Playing the German card - Soviet-German Joint Declaration

National Review, July 14, 1989

WRAPPED IN PLATITUDES about the rights of individuals as the "central element" of politics and the "right of peoples to self-determination"-principles still, comprehensively denied by Gorbachev's USSRthe Soviet-German Joint Declaration, signed at the outset of Gorbachev's campaign swing through West Germany, envisions a dramatic expansion of economic ties between the two countries. The Bonn government will actually guarantee German investments in the Soviet Union-thereby transferring the risks of doing business there from private firms and banks to taxpayers. No matter how unprofitable, how ill-advised, how inimical to Western interests it might be for the West to bail out the Soviet-bloc economies, the German taxpayer will make it risk-free to German entrepreneurs.

It would be naive to believe that these arrangements-and the subsidized advantage they will afford German capitalists vis-a-vis their counterparts from other Western nations-will not produce intense pressure for similar credit and investment guarantees from Rome, London, Tokyo, and even Washington. The cumulative effect will be a massive infusion of capital, high technology, and managerial knowhow into Soviet hands, despite the devastating consequences such transfers will have for Western security. In short, when it comes to Gorbachev's notions of a "common European home," Bonn is prepared to hold the mortgage, make the down-payment, and finance the construction at below-market rates.

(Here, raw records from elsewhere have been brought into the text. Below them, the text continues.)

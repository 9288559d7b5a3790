//! Template functions (global functions available in templates)

use minijinja::{Error, ErrorKind, Value};

/// Fail with a custom error message
///
/// Usage: {{ fail("no resources in " ~ group.version) }}
pub fn fail(message: String) -> Result<Value, Error> {
    Err(Error::new(ErrorKind::InvalidOperation, message))
}

/// Create a dict from key-value pairs
///
/// Usage: {{ dict("kind", cr.kind, "scope", cr.scope) }}
pub fn dict(args: Vec<Value>) -> Result<Value, Error> {
    if !args.len().is_multiple_of(2) {
        return Err(Error::new(
            ErrorKind::InvalidOperation,
            "dict requires an even number of arguments (key-value pairs)",
        ));
    }

    let mut map = serde_json::Map::new();

    for chunk in args.chunks(2) {
        let key = chunk[0]
            .as_str()
            .ok_or_else(|| Error::new(ErrorKind::InvalidOperation, "dict keys must be strings"))?;
        let value: serde_json::Value = serde_json::to_value(&chunk[1])
            .map_err(|e| Error::new(ErrorKind::InvalidOperation, e.to_string()))?;
        map.insert(key.to_string(), value);
    }

    Ok(Value::from_serialize(serde_json::Value::Object(map)))
}

/// Create a list from values
///
/// Usage: {{ list("a", "b", "c") }}
pub fn list(args: Vec<Value>) -> Value {
    Value::from(args)
}

/// Return first non-empty value
///
/// Usage: {{ coalesce(field.doc.sanitized, "No description") }}
pub fn coalesce(args: Vec<Value>) -> Value {
    for arg in args {
        if arg.is_undefined() || arg.is_none() {
            continue;
        }
        match arg.as_str() {
            Some("") => continue,
            _ => return arg,
        }
    }
    Value::UNDEFINED
}

/// Ternary operator
///
/// Usage: {{ ternary("yes", "no", field.is_required) }}
pub fn ternary(true_val: Value, false_val: Value, condition: Value) -> Value {
    if condition.is_true() {
        true_val
    } else {
        false_val
    }
}

#[cfg(test)]
mod tests {
    use super::*;
    use minijinja::Environment;

    fn env() -> Environment<'static> {
        let mut env = Environment::new();
        env.add_function("fail", fail);
        env.add_function("dict", dict);
        env.add_function("list", list);
        env.add_function("coalesce", coalesce);
        env.add_function("ternary", ternary);
        env
    }

    #[test]
    fn test_dict() {
        let result = env()
            .render_str(r#"{{ dict("kind", "Widget", "replicas", 3).kind }}"#, ())
            .unwrap();
        assert_eq!(result, "Widget");
    }

    #[test]
    fn test_dict_odd_arguments() {
        assert!(dict(vec![Value::from("key")]).is_err());
        assert!(dict(vec![Value::from(1), Value::from(2)]).is_err());
    }

    #[test]
    fn test_list() {
        let result = env()
            .render_str(r#"{{ list("a", "b") | join(",") }}"#, ())
            .unwrap();
        assert_eq!(result, "a,b");
    }

    #[test]
    fn test_coalesce() {
        let value = coalesce(vec![Value::UNDEFINED, Value::from(""), Value::from("found")]);
        assert_eq!(value.as_str(), Some("found"));
        assert!(coalesce(vec![Value::from(())]).is_undefined());
    }

    #[test]
    fn test_ternary() {
        let result = env()
            .render_str(r#"{{ ternary("yes", "no", flag) }}"#, minijinja::context! { flag => true })
            .unwrap();
        assert_eq!(result, "yes");

        let result = env()
            .render_str(r#"{{ ternary("yes", "no", flag) }}"#, minijinja::context! { flag => false })
            .unwrap();
        assert_eq!(result, "no");
    }

    #[test]
    fn test_fail() {
        let err = env().render_str(r#"{{ fail("stop here") }}"#, ()).unwrap_err();
        assert!(err.to_string().contains("stop here"));
    }
}
//! crdoc Engine - Jinja2 templating for API group documentation
//!
//! This crate renders an `ApiGroup` model with MiniJinja:
//! - Filters for serialization, quoting, indentation and heading anchors
//! - A built-in Markdown template
//! - Source-mapped error messages with suggestions

pub mod engine;
pub mod error;
pub mod filters;
pub mod functions;
pub mod suggestions;

pub use engine::{DEFAULT_TEMPLATE, DEFAULT_TEMPLATE_NAME, Engine, EngineBuilder};
pub use error::{EngineError, Result, TemplateError, TemplateErrorKind};
pub use suggestions::{AVAILABLE_FILTERS, AVAILABLE_FUNCTIONS};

The German policy entails a significant leap of faith, given the fact that the Soviet Union's military power and the priority of access it enjoys to resources and imported technology belie the Soviets' undertaking in the Joint Declaration that "war is no longer a tool of politics." It is the more ironic coming at the very moment when China is so palpably demonstrating the absurdity of Genscherism's central premise, namely that economic and financial relations will, of necessity, transform totalitarian Communist regimes and should be embarked upon without waiting for fundamental political reform. We must be mindful of this, as the infatuation with Gorbachev enables him to play a dangerous "German card" aimed at encouraging inattention to Western defense requirements and undermining present arrangements for controlling strategic trade and credits to the Soviet bloc.